St George's, University of London, Community Health Sciences, Cranmer Terrace, London, UK, SW17 0RE.
Cochrane database of systematic reviews (Online) (Impact Factor: 5.94). 02/2008; DOI: 10.1002/14651858.CD000364.pub3
Source: PubMed

ABSTRACT Influenza vaccination is recommended for asthmatic patients in many countries as observational studies have shown that influenza infection can be associated with asthma exacerbations, but influenza vaccination itself has the potential to adversely affect pulmonary function. A recent overview concluded that there was no clear benefit of influenza vaccination in patients with asthma but this conclusion was not based on a systematic search of the literature.

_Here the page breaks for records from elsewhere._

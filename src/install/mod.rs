//! Archive installation
//!
//! Turns a downloaded archive into the cached page tree. Extraction and
//! normalization happen in scratch directories next to the cache root, so the
//! final swap stays on one filesystem. On Linux the new tree is exchanged with
//! the previous one in a single `renameat2(RENAME_EXCHANGE)` call, so readers
//! of the cache root see either the previous complete tree or the new one.
//! Elsewhere the swap falls back to two renames.

mod extract;
mod layout;


pub use layout::{find_content_root, normalize_layout, strip_non_pages};

use crate::error::{InstallError, Result};
use crate::utils::{exchange_paths, is_exchange_unsupported};
use layout::{count_pages, remove_any};
use serde::{Deserialize, Serialize};
use std::fs;
use std::path::{Path, PathBuf};
use tracing::{debug, info, warn};

/// Summary of an installed page tree
#[derive(Clone, Debug, PartialEq, Eq, Serialize, Deserialize)]
pub struct InstallReport {
    /// Where the tree was installed
    pub cache_root: PathBuf,
    /// Number of `pages.<lang>` directories
    pub languages: usize,
    /// Number of page files across all languages
    pub pages: usize,
}

/// Scratch locations used while installing, all siblings of the cache root
#[derive(Clone, Debug)]
struct WorkPaths {
    extract: PathBuf,
    staging: PathBuf,
    backup: PathBuf,
}

impl WorkPaths {
    fn for_cache_root(cache_root: &Path) -> Self {
        let parent = cache_root
            .parent()
            .map(Path::to_path_buf)
            .unwrap_or_else(|| PathBuf::from("."));
        let name = cache_root
            .file_name()
            .map(|n| n.to_string_lossy().into_owned())
            .unwrap_or_else(|| "tldr-data".to_string());

        Self {
            extract: parent.join(format!(".{name}.extract")),
            staging: parent.join(format!(".{name}.new")),
            backup: parent.join(format!(".{name}.old")),
        }
    }
}

/// Installs downloaded archives as the cached page tree
pub struct ArchiveInstaller;

impl ArchiveInstaller {
    /// Install `archive_path` at `cache_root` on a blocking worker thread
    pub async fn install(archive_path: &Path, cache_root: &Path) -> Result<InstallReport> {
        let archive_path = archive_path.to_path_buf();
        let cache_root = cache_root.to_path_buf();

        tokio::task::spawn_blocking(move || Self::install_blocking(&archive_path, &cache_root))
            .await
            .map_err(|e| InstallError::TaskFailed(e.to_string()))?
    }

    /// Install `archive_path` at `cache_root` on the current thread
    ///
    /// The archive file and all scratch directories are removed afterwards,
    /// whether or not the install succeeded. On failure the previous tree at
    /// `cache_root` is left exactly as it was.
    pub fn install_blocking(archive_path: &Path, cache_root: &Path) -> Result<InstallReport> {
        let work = WorkPaths::for_cache_root(cache_root);
        info!(?archive_path, ?cache_root, "installing page tree");

        let result = Self::run(archive_path, cache_root, &work);

        for leftover in [&work.extract, &work.staging] {
            if let Err(e) = remove_any(leftover) {
                warn!(path = ?leftover, error = %e, "failed to clean up scratch directory");
            }
        }
        if let Err(e) = remove_any(archive_path) {
            warn!(?archive_path, error = %e, "failed to remove downloaded archive");
        }

        match &result {
            Ok(report) => info!(
                ?cache_root,
                languages = report.languages,
                pages = report.pages,
                "page tree installed"
            ),
            Err(e) => warn!(?cache_root, error = %e, "page tree install failed"),
        }
        result
    }

    /// Restore the page tree left aside by an install interrupted between its renames
    ///
    /// Runs before every install and when a coordinator starts. A backup is moved
    /// back to `cache_root` if nothing is there, and discarded otherwise.
    pub fn recover_interrupted(cache_root: &Path) -> Result<()> {
        recover_backup(cache_root, &WorkPaths::for_cache_root(cache_root))
    }

    fn run(archive_path: &Path, cache_root: &Path, work: &WorkPaths) -> Result<InstallReport> {
        // Leftovers of an interrupted earlier install
        remove_any(&work.extract)?;
        remove_any(&work.staging)?;
        recover_backup(cache_root, work)?;

        extract::extract_zip(archive_path, &work.extract)?;

        let content_root = find_content_root(&work.extract)?;
        normalize_layout(&content_root)?;
        strip_non_pages(&content_root)?;

        let (languages, pages) = count_pages(&content_root)?;
        if languages == 0 {
            return Err(InstallError::NoPageTrees {
                archive: archive_path.to_path_buf(),
            }
            .into());
        }
        debug!(?content_root, languages, pages, "normalized page tree");

        rename(&content_root, &work.staging)?;
        swap_into_place(&work.staging, cache_root, &work.backup)?;

        Ok(InstallReport {
            cache_root: cache_root.to_path_buf(),
            languages,
            pages,
        })
    }
}

fn recover_backup(cache_root: &Path, work: &WorkPaths) -> Result<()> {
    if fs::symlink_metadata(&work.backup).is_err() {
        return Ok(());
    }

    if fs::symlink_metadata(cache_root).is_ok() {
        debug!(backup = ?work.backup, "discarding stale page tree backup");
        remove_any(&work.backup)
    } else {
        info!(backup = ?work.backup, ?cache_root, "restoring page tree from interrupted install");
        rename(&work.backup, cache_root)
    }
}

/// Replace `cache_root` with `staging`
///
/// When a tree already exists the two are exchanged atomically where the
/// platform allows it, so `cache_root` always names a complete tree. Otherwise
/// the previous tree is renamed aside first and restored if the second rename
/// fails.
fn swap_into_place(staging: &Path, cache_root: &Path, backup: &Path) -> Result<()> {
    let had_previous = fs::symlink_metadata(cache_root).is_ok();

    if !had_previous {
        return rename(staging, cache_root);
    }

    match exchange_paths(staging, cache_root) {
        Ok(()) => {
            debug!(?cache_root, "exchanged page trees atomically");
            // staging now holds the previous tree
            if let Err(e) = remove_any(staging) {
                warn!(path = ?staging, error = %e, "failed to remove previous page tree");
            }
            return Ok(());
        }
        Err(e) if is_exchange_unsupported(&e) => {
            debug!(error = %e, "atomic exchange unavailable, renaming sequentially");
        }
        Err(source) => {
            return Err(InstallError::MoveFailed {
                source_path: staging.to_path_buf(),
                dest_path: cache_root.to_path_buf(),
                source,
            }
            .into());
        }
    }

    rename(cache_root, backup)?;

    if let Err(e) = rename(staging, cache_root) {
        if let Err(restore) = fs::rename(backup, cache_root) {
            warn!(?backup, ?cache_root, error = %restore, "failed to restore previous page tree");
        }
        return Err(e);
    }

    if let Err(e) = remove_any(backup) {
        warn!(?backup, error = %e, "failed to remove previous page tree");
    }
    Ok(())
}

fn rename(from: &Path, to: &Path) -> Result<()> {
    fs::rename(from, to).map_err(|source| {
        InstallError::MoveFailed {
            source_path: from.to_path_buf(),
            dest_path: to.to_path_buf(),
            source,
        }
        .into()
    })
}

Whilst influenza may cause asthma exacerbations, there is controversy about the use of influenza vaccinations, since they may precipitate an asthma attack in some people. The objective of this review was to assess the efficacy of influenza vaccination in children and adults with asthma.
We searched the Cochrane Airways Group trials register and checked reference lists of articles. The last search was carried out in September 2007.
Randomised trials of influenza vaccination in children (over two years of age) and adults with asthma. Studies involving people with chronic obstructive pulmonary disease were excluded.
Inclusion criteria and assessment of trial quality were applied by two reviewers independently. Data extraction was done by two reviewers independently. Study authors were contacted for missing information.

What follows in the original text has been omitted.